Modern Orthodox first. The Modern Orthodox of sixty years ago made the point to the rest of the Jewish world that Orthodoxy was not just an accretion of unthinking, obscurantist, practices, but was and is a religion with serious intellectual underpinning. The idea of “halakha”—a concept visited upon the community by Rabbi Joseph B. Soloveitchik—when I was a kid we used the term “din” to denote the normative system—told us that there was a rational construct defining and informing the world of orthopraxis. Modern Orthodoxy in the 1950s and 1960s talked not only to the Orthodox but also to the non-religious Jewish world—and to the non-Jewish world as well.
Beginning in the mid-1960s and stretching into the 1980s and ‘90s, two things happened. First, religiously, Modern Orthodox began looking over their right shoulder at the more sectarian world of Agudath Israel and the Brooklyn Yeshivas. “Hmm—they are wonderfully observant, they sit and ‘learn,’ and they do send their kids to college!” Second, in terms of interaction with the external world—what we call “public affairs”—the Modern Orthodox began moving in a rightward direction.
The result: the overwhelming majority of those who we used to call “Modern Orthodox” 50 and 60 years ago are further to the right both religiously and in terms of public affairs, increasingly conservative on public-affairs issues, and on Israel, and on religious issues. The Modern Orthodox world of the 1960s, moderate-to-liberal on most public-policy issues—church-state, civil rights, Israel, even reproductive choice—has moved steadily rightward. These are the “Centrist Orthodox.”
How did this state of affairs come to be? Historically, Orthodoxy was viewed by the non-Orthodox as oppressive and pre-Modern. Today, precisely those characteristics that decades ago were viewed as negatives are at the root of the appeal of many in the Centrist Orthodox community. Orthodoxy provides community; it is protective of its adherents; it provides certainty in an uncertain world. The sense of certitude and the lack of freedom, viewed as negatives in earlier years, are today considered positives and strengths, and fuel the Centrist Orthodox surge. The old Modern Orthodox, those of us who viewed intellectual and societal inquiry and religious normative values as enhancing one another, are embattled.

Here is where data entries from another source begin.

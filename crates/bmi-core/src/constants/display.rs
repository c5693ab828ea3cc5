// ABOUTME: Display metadata for the four BMI categories
// ABOUTME: Names, hex colors, emoji, one-line descriptions, tips, and the disclaimer
//
// SPDX-License-Identifier: MIT OR Apache-2.0
// Copyright (c) 2025 BMI Calculator Contributors

/// Category labels
pub mod names {
    /// Underweight label
    pub const UNDERWEIGHT: &str = "Underweight";
    /// Normal weight label
    pub const NORMAL: &str = "Normal weight";
    /// Overweight label
    pub const OVERWEIGHT: &str = "Overweight";
    /// Obese label
    pub const OBESE: &str = "Obese";
}

/// Hex colors, stable per category
pub mod colors {
    /// Yellow
    pub const UNDERWEIGHT: &str = "#FFC300";
    /// Green
    pub const NORMAL: &str = "#2ECC71";
    /// Orange
    pub const OVERWEIGHT: &str = "#FF5733";
    /// Red
    pub const OBESE: &str = "#C70039";
}

/// Emoji indicators, stable per category
pub mod emojis {
    /// Warning sign
    pub const UNDERWEIGHT: &str = "⚠️";
    /// Check mark
    pub const NORMAL: &str = "✅";
    /// Warning sign
    pub const OVERWEIGHT: &str = "⚠️";
    /// Siren
    pub const OBESE: &str = "🚨";
}

/// One-line explanations
pub mod descriptions {
    /// Underweight
    pub const UNDERWEIGHT: &str = "Below normal weight range";
    /// Normal weight
    pub const NORMAL: &str = "Healthy weight range";
    /// Overweight
    pub const OVERWEIGHT: &str = "Above normal weight range";
    /// Obese
    pub const OBESE: &str = "Significantly above normal weight range";
}

/// Category-specific advice, markdown formatted
pub mod tips {
    /// Advice for healthy weight gain
    pub const UNDERWEIGHT: &str = "\
### Tips for Healthy Weight Gain:
- Eat more frequently throughout the day
- Choose nutrient-rich foods
- Add healthy snacks between meals
- Include protein with every meal
- Consider strength training exercises
";

    /// Advice for maintaining a healthy weight
    pub const NORMAL: &str = "\
### Tips to Maintain Healthy Weight:
- Keep up your balanced diet
- Stay physically active
- Get adequate sleep
- Stay hydrated
- Monitor your weight regularly
";

    /// Advice for weight management
    pub const OVERWEIGHT: &str = "\
### Tips for Weight Management:
- Increase physical activity
- Control portion sizes
- Choose whole foods over processed foods
- Track your daily calorie intake
- Consider consulting a nutritionist
";

    /// Advice for weight loss
    pub const OBESE: &str = "\
### Tips for Weight Loss:
- Consult with healthcare professionals
- Start with moderate exercise
- Focus on portion control
- Keep a food diary
- Set realistic goals
";
}

/// Static medical disclaimer shown with every result
pub const MEDICAL_DISCLAIMER: &str = "ℹ️ Remember: BMI is just one measure of health. \
Always consult with healthcare professionals for medical advice.";

/// Application title
pub const APP_TITLE: &str = "⚕️ Body Mass Index (BMI) Calculator";
// ABOUTME: Configuration error types for BMI engine configuration validation
// ABOUTME: Defines error variants for invalid ranges, parse failures, and display metadata
//
// SPDX-License-Identifier: MIT OR Apache-2.0
// Copyright (c) 2025 BMI Calculator Contributors

//! Configuration error types.

use bmi_core::errors::{AppError, ErrorCode};
use thiserror::Error;

/// Configuration-related errors
#[derive(Debug, Error)]
pub enum ConfigError {
    /// Range bounds inverted, non-positive, or not finite
    #[error("Invalid range: {0}")]
    InvalidRange(&'static str),

    /// Failed to parse configuration value
    #[error("Parse error: {0}")]
    Parse(String),

    /// Numeric value outside valid range for parameter
    #[error("Value out of range: {0}")]
    ValueOutOfRange(&'static str),

    /// Category color or emoji unusable for display
    #[error("Invalid display metadata: {0}")]
    InvalidDisplay(String),
}

impl From<ConfigError> for AppError {
    fn from(error: ConfigError) -> Self {
        let code = match error {
            ConfigError::Parse(_) => ErrorCode::ConfigError,
            ConfigError::InvalidRange(_)
            | ConfigError::ValueOutOfRange(_)
            | ConfigError::InvalidDisplay(_) => ErrorCode::ConfigInvalid,
        };
        Self::new(code, error.to_string()).with_source(error)
    }
}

Alas, the Modern Orthodox today is small and beleaguered. The hegemony of the Centrist Orthodox—most Orthodox shuls today are Centrist—is the result of the well-known dropping out of the “Modern” in Modern Orthodoxy. In the old “Modern Orthodox,” the “Modern” got pinched by a conservative public-affairs agenda; the “Orthodox” got pinched by a rightward-looking religious agenda.
The Modern Orthodoxy of today, distinguished from the Centrist, is the only place in the world of traditional observance where interesting, creative, innovative things are happening. Today’s “Modern” Orthodoxy is what Modern Orthodoxy was sixty years ago. Indeed, where exciting and innovative questions are raised about and solutions are offered is in the Modern Orthodox arena. It is the arena of Drisha and Yeshivat Maharat, offering traditional study of Jewish texts for women; of Rabbi Irving/Yitz Greenberg; of the “partnership” minyanim, pushing the envelope in traditional structures of prayer; of Yeshivat Chovevei Torah’s “Open Orthodoxy.”
Third, there is the arena of the “yeshivish,” to use the contemporary locution that categorizes the world of the sectatarian yeshivas, with the Lakewood behemoth having cannibalized many of the once-proud yeshivas in Brooklyn (Torah Voda’as, Mir, Chaim Berlin) and elsewhere. These yeshivas are the mainstay of the sectarian “black-hat” world, with few students go to mainstream colleges—a radical departure from 50 years ago.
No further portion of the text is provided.